If you are going to publish an article please get the data correct.
The water now going down the Mississippi which drains 41% of the United States will not be affected by the removal of the backwater. The water would be undetectable at Vicksburg.
Please read all the tests and data before you concentrate on one river. Is all you have? One river versus an entire eco system?
Hi “Common Sense”,
There must have been an accident in our system, we’ll work to restore your comment and respond to it with information on how the Yazoo Pumps will indeed harm wetlands, fish, and wildlife on the Big Sunflower River. Sorry about that!
Rebecca, why was my comment not allowed? Why are you hiding the real benefits to life and property the pumps would help protect?
Thanks for your comment and questions. You can learn more about the Yazoo Pumps project and it’s damage to the Big Sunflower River by reading the full report at americanrivers.org/bigsunflower. We will also have a series of blogs coming over the next month that will dive into the environmental harm of the Yazoo Pumps, so please be on the lookout for those.
I need some clarification about what the proposed Yazoo Backwater Area Pumps Project would actually do, and specifically how it would affect the wetlands and wildlife habitat surrounding the Yazoo and Big Sunflower Rivers. I think it would be helpful if, rather than employing the language of outrage and hyperbole, we could provide some maps and some specific descriptions of the lands that would be affected and precisely how they would be affected.
As I presently understand it, at the confluence of the Yazoo and the Mississippi Rivers a control structure has already been built, with gates that can be closed during high-water events in order to prevent the Mississippi from back-flooding up the Yazoo flood plain. The problem is that when the gates are closed, the flow of the Yazoo is blocked and thus begins to inundate its own flood plain. The proposed project would enable the Yazoo’s water to be pumped over this structure and into the Mississippi, thus preventing or mitigating the flooding of the farmlands along the Yazoo flood plain. With a capacity of 14,000 cfs, it would be one of the largest such pump stations ever built.
Considering the amount of money that has already been spent on the project to date, it would seem that without the pumps the already-completed structure would be rendered nothing more than an expensive white elephant. So I understand why Mississippi’s congressional delegation would want this project completed.
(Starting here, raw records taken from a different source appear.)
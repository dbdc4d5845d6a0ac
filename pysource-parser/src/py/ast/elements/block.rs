//! Block element
//!
//!     A block is one indentation level: the contiguous run of sibling statements that share
//!     the exact same indentation text. The root block has the empty indentation; every other
//!     block is the body of the line that opened it.
//!
//!     Comments and blank lines at the end of a block that are still indented at (or beyond)
//!     the block's level stay with it as trailing attachments.

use super::attachment::CommentAttachment;
use super::logical_line::LogicalLine;
use crate::py::ast::range::Range;
use serde::Serialize;
use std::ops::Range as ByteRange;

/// One indentation level and its statements
#[derive(Debug, Clone, PartialEq, Eq, Serialize)]
pub struct Block {
    pub(crate) indent: String,
    pub(crate) width: usize,
    pub(crate) lines: Vec<LogicalLine>,
    pub(crate) trailing: Vec<CommentAttachment>,
}

impl Block {
    pub fn new(indent: impl Into<String>, width: usize) -> Self {
        Self {
            indent: indent.into(),
            width,
            lines: Vec::new(),
            trailing: Vec::new(),
        }
    }

    /// The module-level block
    pub fn root() -> Self {
        Self::new("", 0)
    }

    /// Indentation text shared by every line of the block
    pub fn indent(&self) -> &str {
        &self.indent
    }

    /// Column the block's statements start at, with tabs expanded
    pub fn width(&self) -> usize {
        self.width
    }

    pub fn set_indent(&mut self, indent: impl Into<String>, width: usize) {
        self.indent = indent.into();
        self.width = width;
    }

    pub fn lines(&self) -> &[LogicalLine] {
        &self.lines
    }

    pub fn lines_mut(&mut self) -> &mut Vec<LogicalLine> {
        &mut self.lines
    }

    pub fn trailing(&self) -> &[CommentAttachment] {
        &self.trailing
    }

    pub fn trailing_mut(&mut self) -> &mut Vec<CommentAttachment> {
        &mut self.trailing
    }

    pub fn is_empty(&self) -> bool {
        self.lines.is_empty()
    }

    /// Byte span from the first statement to the end of the last statement's body
    pub fn span(&self) -> Option<ByteRange<usize>> {
        self.range().map(|range| range.span)
    }

    pub fn range(&self) -> Option<Range> {
        let first = self.lines.first()?;
        let mut last = self.lines.last()?;
        while let Some(inner) = last.body().and_then(|body| body.lines.last()) {
            last = inner;
        }
        let start = first.range();
        let end = last.range();
        Some(Range::new(start.span.start..end.span.end, start.start, end.end))
    }

    /// Last physical line covered by the block's statements
    pub fn last_line_number(&self) -> Option<usize> {
        self.lines.last().map(|line| *line.extent().end())
    }
}
//! Token definitions
//!
//!     A token is an immutable record of its kind, its exact text, its byte span in the
//!     normalized source and its start/end positions. Tokens are the only source of truth for
//!     text reconstruction: concatenating the text of every token of a stream, in order, yields
//!     the normalized source minus the trailing whitespace the tokenizer drops.
//!
//!     Unlike Python's own tokenizer, whitespace is not implied by column offsets. Intra-line
//!     spacing is a `Whitespace` token and the leading whitespace of every logical line is an
//!     `Indentation` token, so no byte has to be guessed back on the way out.
//!
//!     `Indent` and `Dedent` are zero-width markers added by the
//!     [semantic indentation](crate::py::lexing::transformations::semantic_indentation) stage.

use crate::py::ast::range::{Position, Range};
use serde::Serialize;
use std::fmt;
use std::ops::Range as ByteRange;

/// The lexical category of a token
#[derive(Debug, Clone, Copy, PartialEq, Eq, Hash, Serialize)]
pub enum TokenKind {
    /// Identifier or keyword
    Name,
    /// Numeric literal
    Number,
    /// String literal, including prefix and quotes
    String,
    /// Operator or delimiter other than brackets and the colon
    Operator,
    /// `(`, `[` or `{`
    OpenBracket,
    /// `)`, `]` or `}`
    CloseBracket,
    /// `:`, the scope-opening token when it ends a logical line
    Colon,
    /// `#` comment, without trailing whitespace
    Comment,
    /// Explicit line continuation: a backslash followed by the line break
    Continuation,
    /// Spacing inside a line, or leading whitespace of a continuation line / comment line
    Whitespace,
    /// Leading whitespace of a logical line, possibly empty
    Indentation,
    /// Zero-width marker: indentation increased
    Indent,
    /// Zero-width marker: indentation decreased by one level
    Dedent,
    /// Line break that ends a statement
    Newline,
    /// Line break that does not end a statement (blank lines, comment lines, inside brackets)
    Nl,
    /// End of input
    Endmarker,
}

impl TokenKind {
    /// Tokens that carry program text (as opposed to layout and comments)
    pub fn is_significant(&self) -> bool {
        matches!(
            self,
            TokenKind::Name
                | TokenKind::Number
                | TokenKind::String
                | TokenKind::Operator
                | TokenKind::OpenBracket
                | TokenKind::CloseBracket
                | TokenKind::Colon
        )
    }

    /// Zero-width structural markers
    pub fn is_marker(&self) -> bool {
        matches!(
            self,
            TokenKind::Indent | TokenKind::Dedent | TokenKind::Endmarker
        )
    }

    /// Line breaks of either flavor
    pub fn is_line_break(&self) -> bool {
        matches!(self, TokenKind::Newline | TokenKind::Nl)
    }
}

impl fmt::Display for TokenKind {
    fn fmt(&self, f: &mut fmt::Formatter<'_>) -> fmt::Result {
        let name = match self {
            TokenKind::Name => "NAME",
            TokenKind::Number => "NUMBER",
            TokenKind::String => "STRING",
            TokenKind::Operator => "OP",
            TokenKind::OpenBracket => "LBRACKET",
            TokenKind::CloseBracket => "RBRACKET",
            TokenKind::Colon => "COLON",
            TokenKind::Comment => "COMMENT",
            TokenKind::Continuation => "CONTINUATION",
            TokenKind::Whitespace => "WS",
            TokenKind::Indentation => "INDENTATION",
            TokenKind::Indent => "INDENT",
            TokenKind::Dedent => "DEDENT",
            TokenKind::Newline => "NEWLINE",
            TokenKind::Nl => "NL",
            TokenKind::Endmarker => "ENDMARKER",
        };
        write!(f, "{}", name)
    }
}

/// Single lexical token in the parse stream
#[derive(Debug, Clone, PartialEq, Eq, Serialize)]
pub struct Token {
    kind: TokenKind,
    text: String,
    span: ByteRange<usize>,
    start: Position,
    end: Position,
}

impl Token {
    pub fn new(
        kind: TokenKind,
        text: impl Into<String>,
        span: ByteRange<usize>,
        start: Position,
        end: Position,
    ) -> Self {
        Self {
            kind,
            text: text.into(),
            span,
            start,
            end,
        }
    }

    /// A zero-width marker token sitting at `at`
    pub fn marker(kind: TokenKind, offset: usize, at: Position) -> Self {
        Self::new(kind, "", offset..offset, at, at)
    }

    pub fn kind(&self) -> TokenKind {
        self.kind
    }

    pub fn text(&self) -> &str {
        &self.text
    }

    pub fn span(&self) -> ByteRange<usize> {
        self.span.clone()
    }

    pub fn start(&self) -> Position {
        self.start
    }

    pub fn end(&self) -> Position {
        self.end
    }

    pub fn range(&self) -> Range {
        Range::new(self.span.clone(), self.start, self.end)
    }

    pub fn is(&self, kind: TokenKind, text: &str) -> bool {
        self.kind == kind && self.text == text
    }
}

impl fmt::Display for Token {
    fn fmt(&self, f: &mut fmt::Formatter<'_>) -> fmt::Result {
        match self.kind {
            TokenKind::Newline
            | TokenKind::Nl
            | TokenKind::Indent
            | TokenKind::Dedent
            | TokenKind::Endmarker => write!(f, "{}", self.kind)?,
            _ => write!(f, "{}({:?})", self.kind, self.text)?,
        }
        write!(f, " at {}..{}", self.start, self.end)
    }
}

#[cfg(test)]
mod tests {
    use super::*;

    #[test]
    fn test_display_bare_and_textual_tokens() {
        let name = Token::new(
            TokenKind::Name,
            "foo",
            0..3,
            Position::new(1, 0),
            Position::new(1, 3),
        );
        assert_eq!(name.to_string(), "NAME(\"foo\") at 1:0..1:3");

        let newline = Token::new(
            TokenKind::Newline,
            "\n",
            3..4,
            Position::new(1, 3),
            Position::new(2, 0),
        );
        assert_eq!(newline.to_string(), "NEWLINE at 1:3..2:0");
    }

    #[test]
    fn test_marker_is_zero_width() {
        let dedent = Token::marker(TokenKind::Dedent, 10, Position::new(3, 0));
        assert_eq!(dedent.text(), "");
        assert_eq!(dedent.span(), 10..10);
        assert!(dedent.kind().is_marker());
        assert!(!dedent.kind().is_significant());
    }
}
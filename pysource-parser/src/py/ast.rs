//! Document model for round-trip parsed source
//!
//!     The model is deliberately shallow. It knows about statements and nesting, and nothing
//!     about expressions: a statement is a [LogicalLine](elements::LogicalLine) holding its
//!     tokens verbatim, and indentation is the manifestation of a [Block](elements::Block),
//!     the child of the line that opened it.
//!
//! Tree Shape
//!
//!         Code
//!         └─ Block (root, indentation "")
//!            ├─ LogicalLine  "import os"
//!            └─ LogicalLine  "def f():"
//!               └─ Block (indentation "    ")
//!                  └─ LogicalLine  "return 1"
//!
//!     Comments and blank lines are not statements. They travel with the statement that follows
//!     them as leading [CommentAttachment](elements::CommentAttachment)s, or stay at the end of
//!     a block as its trailing attachments.
//!
//! Identity and Navigation
//!
//!     Nodes have no parent pointers. A [NodePath](traversal::NodePath) (child indices from the
//!     root) names a line, and the same path names the block that line opens. Lookups and
//!     errors use paths; [walk](elements::Code::walk) yields them during traversal.
//!
//! ## Modules
//!
//! - `range` - Position and Range types for source code locations
//! - `elements` - The model types
//! - `traversal` - Node paths and depth-first iteration

pub mod elements;
pub mod range;
pub mod traversal;

pub use elements::{Block, Code, CommentAttachment, LogicalLine};
pub use range::{Position, Range, SourceLocation};
pub use traversal::{Node, NodePath, Walk, WalkItem};
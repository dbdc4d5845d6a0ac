//! Structural errors
//!
//!     Raised when the token stream cannot be arranged into blocks (while parsing), or when a
//!     tree no longer describes valid source (while unparsing a mutated tree). Parse-time
//!     variants carry a source position; unparse-time variants carry the [NodePath] of the
//!     offending node.

use crate::py::ast::range::Position;
use crate::py::ast::traversal::NodePath;
use crate::py::token::TokenKind;
use thiserror::Error;

#[derive(Debug, Clone, PartialEq, Eq, Error)]
pub enum StructuralError {
    #[error("unindent does not match any outer indentation level at {position}")]
    InconsistentDedent { position: Position },

    #[error("inconsistent use of tabs and spaces in indentation at {position}")]
    InconsistentIndentation { position: Position },

    #[error("unexpected indent at {position}")]
    UnexpectedIndent { position: Position },

    #[error("expected an indented block after line {line}, found {position}")]
    ExpectedIndentedBlock { line: usize, position: Position },

    #[error("'{open}' was never closed at {position}")]
    UnclosedBracket { open: char, position: Position },

    #[error("missing newline at end of input at {position}")]
    MissingFinalNewline { position: Position },

    #[error("unexpected {found} token at {position}")]
    UnexpectedToken { found: TokenKind, position: Position },

    #[error("block at {path} has no statements")]
    EmptyBlock { path: NodePath },

    #[error("line at {path} opens a block but has no body")]
    MissingBody { path: NodePath },

    #[error("line at {path} has a body but does not end with ':'")]
    UnexpectedBody { path: NodePath },

    #[error("line at {path} is malformed: {reason}")]
    MalformedLine { path: NodePath, reason: &'static str },

    #[error("block at {path} is not indented deeper than its parent")]
    IndentationNotDeeper { path: NodePath },
}

impl StructuralError {
    /// Source position for parse-time errors
    pub fn position(&self) -> Option<Position> {
        match self {
            StructuralError::InconsistentDedent { position }
            | StructuralError::InconsistentIndentation { position }
            | StructuralError::UnexpectedIndent { position }
            | StructuralError::ExpectedIndentedBlock { position, .. }
            | StructuralError::UnclosedBracket { position, .. }
            | StructuralError::MissingFinalNewline { position }
            | StructuralError::UnexpectedToken { position, .. } => Some(*position),
            _ => None,
        }
    }

    /// Tree location for unparse-time errors
    pub fn path(&self) -> Option<&NodePath> {
        match self {
            StructuralError::EmptyBlock { path }
            | StructuralError::MissingBody { path }
            | StructuralError::UnexpectedBody { path }
            | StructuralError::MalformedLine { path, .. }
            | StructuralError::IndentationNotDeeper { path } => Some(path),
            _ => None,
        }
    }
}
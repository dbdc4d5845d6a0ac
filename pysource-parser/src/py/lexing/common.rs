//! Common lexer module
//!
//! Errors shared by the source normalization and tokenization stages. Every variant carries the
//! position of the offending character; none of them is recoverable.

use crate::py::ast::range::Position;
use thiserror::Error;

/// Errors that can occur during lexing
#[derive(Debug, Clone, PartialEq, Eq, Error)]
pub enum TokenizeError {
    #[error("unterminated string literal at {position}")]
    UnterminatedString { position: Position },

    #[error("unterminated triple-quoted string literal starting at {position}")]
    UnterminatedTripleQuotedString { position: Position },

    #[error("unexpected character {found:?} at {position}")]
    UnexpectedCharacter { found: char, position: Position },

    #[error("unexpected character after line continuation character at {position}")]
    StrayContinuation { position: Position },

    #[error("closing bracket {found:?} does not match {expected:?} at {position}")]
    MismatchedBracket {
        expected: char,
        found: char,
        position: Position,
    },

    #[error("unmatched closing bracket {found:?} at {position}")]
    UnmatchedBracket { found: char, position: Position },

    #[error("invalid UTF-8 at {position}")]
    InvalidUtf8 { position: Position },
}

impl TokenizeError {
    /// Where the scanner gave up
    pub fn position(&self) -> Position {
        match self {
            TokenizeError::UnterminatedString { position }
            | TokenizeError::UnterminatedTripleQuotedString { position }
            | TokenizeError::UnexpectedCharacter { position, .. }
            | TokenizeError::StrayContinuation { position }
            | TokenizeError::MismatchedBracket { position, .. }
            | TokenizeError::UnmatchedBracket { position, .. }
            | TokenizeError::InvalidUtf8 { position } => *position,
        }
    }
}
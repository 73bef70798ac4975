//! CLI argument definitions using clap.

use clap::{Parser, Subcommand, ValueEnum};
use std::path::PathBuf;

/// Log Shipper - buffering, batching log delivery
#[derive(Parser, Debug)]
#[command(
    name = "log-shipper",
    author,
    version,
    about = "Buffering log-shipping producer",
    long_about = "Reads log lines from a file or stdin, groups them into batches per routing \n\
                  key, and delivers the batches through the configured transport with \n\
                  bounded concurrency and retry backoff."
)]
pub struct Cli {
    /// Increase logging verbosity (-v for debug, -vv for trace)
    #[arg(short, long, action = clap::ArgAction::Count, global = true, env = "LOG_SHIPPER_VERBOSE")]
    pub verbose: u8,

    /// Suppress all output except errors
    #[arg(short, long, global = true, conflicts_with = "verbose")]
    pub quiet: bool,

    /// Log output format
    #[arg(
        long,
        value_enum,
        default_value = "pretty",
        global = true,
        env = "LOG_SHIPPER_LOG_FORMAT"
    )]
    pub log_format: LogFormat,

    #[command(subcommand)]
    pub command: Commands,
}

/// Available CLI commands
#[derive(Subcommand, Debug)]
pub enum Commands {
    /// Ship log lines through the producer
    Run(RunArgs),

    /// Validate configuration file without running
    Validate(ValidateArgs),

    /// Display configuration information
    Info(InfoArgs),
}

/// Arguments for the `run` command
#[derive(Parser, Debug, Clone)]
pub struct RunArgs {
    /// Path to configuration file (TOML or JSON)
    #[arg(
        short,
        long,
        default_value = "shipper.toml",
        env = "LOG_SHIPPER_CONFIG"
    )]
    pub config: PathBuf,

    /// Input file, one log entry per line ("-" or absent = stdin)
    #[arg(short, long, env = "LOG_SHIPPER_INPUT")]
    pub input: Option<PathBuf>,

    /// Routing topic for every shipped entry
    #[arg(long, default_value = "default", env = "LOG_SHIPPER_TOPIC")]
    pub topic: String,

    /// Routing source (e.g. host or IP)
    #[arg(long, default_value = "", env = "LOG_SHIPPER_SOURCE")]
    pub source: String,

    /// Routing file name, defaults to the input path
    #[arg(long)]
    pub file_name: Option<String>,

    /// Override linger duration from configuration (milliseconds)
    #[arg(long, env = "LOG_SHIPPER_LINGER_MS")]
    pub linger_ms: Option<u64>,

    /// Override worker pool size from configuration
    #[arg(long, env = "LOG_SHIPPER_WORKERS")]
    pub workers: Option<usize>,

    /// Stop after shipping this many entries (0 = unlimited)
    #[arg(long, default_value = "0")]
    pub max_entries: u64,

    /// Validate configuration and exit without shipping
    #[arg(long)]
    pub dry_run: bool,

    /// Metrics server port (0 = disabled)
    #[arg(long, default_value = "0", env = "LOG_SHIPPER_METRICS_PORT")]
    pub metrics_port: u16,
}

/// Arguments for the `validate` command
#[derive(Parser, Debug)]
pub struct ValidateArgs {
    /// Path to configuration file to validate
    #[arg(short, long, default_value = "shipper.toml")]
    pub config: PathBuf,

    /// Output validation result as JSON
    #[arg(long)]
    pub json: bool,
}

/// Arguments for the `info` command
#[derive(Parser, Debug)]
pub struct InfoArgs {
    /// Path to configuration file
    #[arg(short, long, default_value = "shipper.toml")]
    pub config: PathBuf,

    /// Output as JSON
    #[arg(long)]
    pub json: bool,

    /// Show the retry delay schedule
    #[arg(long)]
    pub schedule: bool,

    /// Show transport parameters
    #[arg(long)]
    pub transport: bool,
}

/// Log output format
#[derive(ValueEnum, Clone, Debug, Default)]
pub enum LogFormat {
    /// JSON structured logging
    Json,
    /// Human-readable pretty format
    #[default]
    Pretty,
    /// Compact single-line format
    Compact,
}
//! Error types for CLI operations.

use thiserror::Error;

/// CLI-specific error types
#[derive(Error, Debug)]
pub enum CliError {
    /// Configuration file not found
    #[error("Configuration file not found: {path}")]
    ConfigNotFound { path: String },

    /// Input could not be opened or read
    #[error("Failed to read input {path}: {message}")]
    Input { path: String, message: String },

    /// Producer refused to start or accept entries
    #[error("Producer error: {0}")]
    Producer(#[from] producer::ProducerError),
}

impl CliError {
    pub fn config_not_found(path: impl Into<String>) -> Self {
        Self::ConfigNotFound { path: path.into() }
    }

    pub fn input(path: impl Into<String>, message: impl Into<String>) -> Self {
        Self::Input {
            path: path.into(),
            message: message.into(),
        }
    }
}

/// Result type alias for CLI operations
pub type Result<T> = std::result::Result<T, CliError>;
But what, specifically, is so objectionable about this project from a conservation standpoint? I’m not wanting to come off as contrarian or some sort of troll; I really just want to have a better understanding. I get the objections based on the cost – this project would be quite expensive, and it may not pass the cost/benefits test, since only a small number of people would actually benefit economically from it. I also get the objections over process – that the present bill would effectively override the Clean Water Act and exempt the project from judicial review. But as for the environmental impact, I’m still trying to educate myself. How would the wetlands and wildlife habitat of the Yazoo and Big Sunflower Rivers be destroyed or otherwise altered? And to what degree? How would simply pumping the Yazoo’s waters over the barrier when the gates are closed destroy so many acres of wetlands and so much wildlife habitat upriver? And would they be permanently destroyed, or merely impacted and deprived of new deposition by the altered flow pattern?